(CNN) -- A top Mexican drug trafficker has been arrested by Mexican police, authorities said Wednesday.
Luis Rodriguez Olivera, alias "El Guero," was arrested at Mexico City's airport Tuesday, federal police said in a statement.
The United States was offering a $5 million reward for information leading to Rodriguez's capture.
Rodriguez, 39, is accused of money laundering and importing, possessing and distributing cocaine into the United States.
According to Mexico's Ministry of Public Security, Rodriguez and his brothers Esteban, Daniel and Miguel were part of a criminal ring known as Los Gueritos, who smuggled drugs into the United States between 1996 and 2008. The crew worked under the leadership of Mexico's most-wanted fugitive, Joaquin "El Chapo" Guzman, the leader of the Sinaloa cartel.
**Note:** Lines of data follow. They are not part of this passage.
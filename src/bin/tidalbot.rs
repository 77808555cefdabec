//! Build a Tidal playlist from a configured song list.
//!
//! Usage:
//!   tidalbot [CONFIG_FILE]
//!
//! CONFIG_FILE defaults to `tidalbot.toml` in the working directory.  On
//! first run the tool walks the OAuth device flow and saves the session;
//! later runs reuse it.

use std::process;

use tidalbot::config::Config;
use tidalbot::matcher::TrackMatcher;
use tidalbot::session::establish_session;
use tidalbot::sync::process_songs;
use tidalbot::tidal::TidalClient;

fn main() {
    let args: Vec<String> = std::env::args().collect();
    let config_path = args.get(1).map(|s| s.as_str()).unwrap_or("tidalbot.toml");

    let config = match Config::load(config_path) {
        Ok(c) => c,
        Err(e) => {
            eprintln!("Failed to load {}: {}", config_path, e);
            process::exit(1);
        }
    };
    if config.debug {
        config.print();
    }
    if config.songs.is_empty() {
        eprintln!("The song list in {} is empty, nothing to do", config_path);
        process::exit(1);
    }

    let session = match establish_session(&config.oauth_client()) {
        Ok(s) => s,
        Err(e) => {
            eprintln!("Tidal login failed: {}", e);
            process::exit(1);
        }
    };
    let client = TidalClient::new(session);

    println!("{}", "-".repeat(40));

    let playlist = match client.find_or_create_playlist(&config.playlist_name) {
        Ok(p) => p,
        Err(e) => {
            eprintln!("Could not find or create the playlist: {}", e);
            process::exit(1);
        }
    };

    let mut existing = match client.playlist_track_ids(&playlist.uuid) {
        Ok(ids) => ids,
        Err(e) => {
            eprintln!("Could not read the playlist's tracks: {}", e);
            process::exit(1);
        }
    };
    println!("The playlist already holds {} track(s)", existing.len());
    println!("{}", "-".repeat(40));

    let mut matcher = TrackMatcher::new(&client, config.matcher_settings());
    let stats = process_songs(
        &client,
        &mut matcher,
        &playlist,
        &mut existing,
        &config.songs,
        config.debug,
        config.debug_candidates(),
    );

    stats.print();
    println!("Done.");
}
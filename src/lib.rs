//! Fediverse identity resolution.
//!
//! Turns what a user types (a profile URL, an `acct:` URI or a `user@domain`
//! handle) into the matching WebFinger document and ActivityPub actor:
//!
//! 1. [`normalize`] canonicalizes the input, without network access
//! 2. [`WebFingerClient`] looks the identifier up via
//!    [WebFinger](https://datatracker.ietf.org/doc/html/rfc7033) and selects links
//! 3. [`ActivityPubClient`] fetches the actor the `self` link points at
//!
//! [`Resolver`] chains all three.
//!
//! ```no_run
//! # async fn run() -> Result<(), feditil::ResolveError> {
//! let resolver = feditil::Resolver::new()?;
//! if let Some(id) = resolver.normalize("@alice@example.social") {
//!     if let Some(actor) = resolver.resolve_actor(&id).await? {
//!         println!("{}", serde_json::to_string(&actor).unwrap());
//!     }
//! }
//! # Ok(())
//! # }
//! ```

pub mod client;
pub mod identifier;
pub mod observe;
pub mod resolve;
pub mod webfinger;

pub use client::{ACTIVITYPUB_CONTENT_TYPE, ActivityPubClient, ActorDocument, ClientConfig};
pub use identifier::{IdentifierKind, NormalizedIdentifier, normalize};
pub use observe::{ResolveEvent, ResolveObserver, ResolveStage, SharedObserver, TracingObserver};
pub use resolve::{ResolveError, Resolver, ResolverConfig};
pub use webfinger::{JrdResource, Link, LinkFilter, WebFingerClient};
Of the other brothers, Esteban was arrested in 2008, and Miguel was killed in a shootout in August, the ministry said.
The Rodriguez brothers were indicted in New York in 2009 for drug trafficking.
The U.S. State Department offered the hefty reward for Luis Rodriguez's capture. While Mexican authorities said Wednesday that Rodriguez was associated with the Sinaloa cartel, U.S. officials offered a slightly different biography of the trafficker.
According to American authorities, Rodriguez and his gang broke away from El Chapo's federation around 2005 and tried to work independently. Eventually, pressured by the Sinaloa and Gulf cartels, the Rodriguez brothers moved their operations to Leon, Guanajuato, and established a strong relationship with the Zetas drug cartel.
Rodriguez's arrest was the second important drug trafficking arrest made in two weeks.
Last week, Mexican army special forces arrested a top lieutenant for El Chapo.
Troops arrested Felipe Cabrera Sarabia in the northwestern state of Sinaloa.
Cabrera, who was responsible for the activities of the Sinaloa cartel in Durango and the southern part of the state of Chihuahua, was detained after fleeing from Durango, officials said.
He is charged with possessing firearms reserved for use by the army and falsification of a public document, officials said.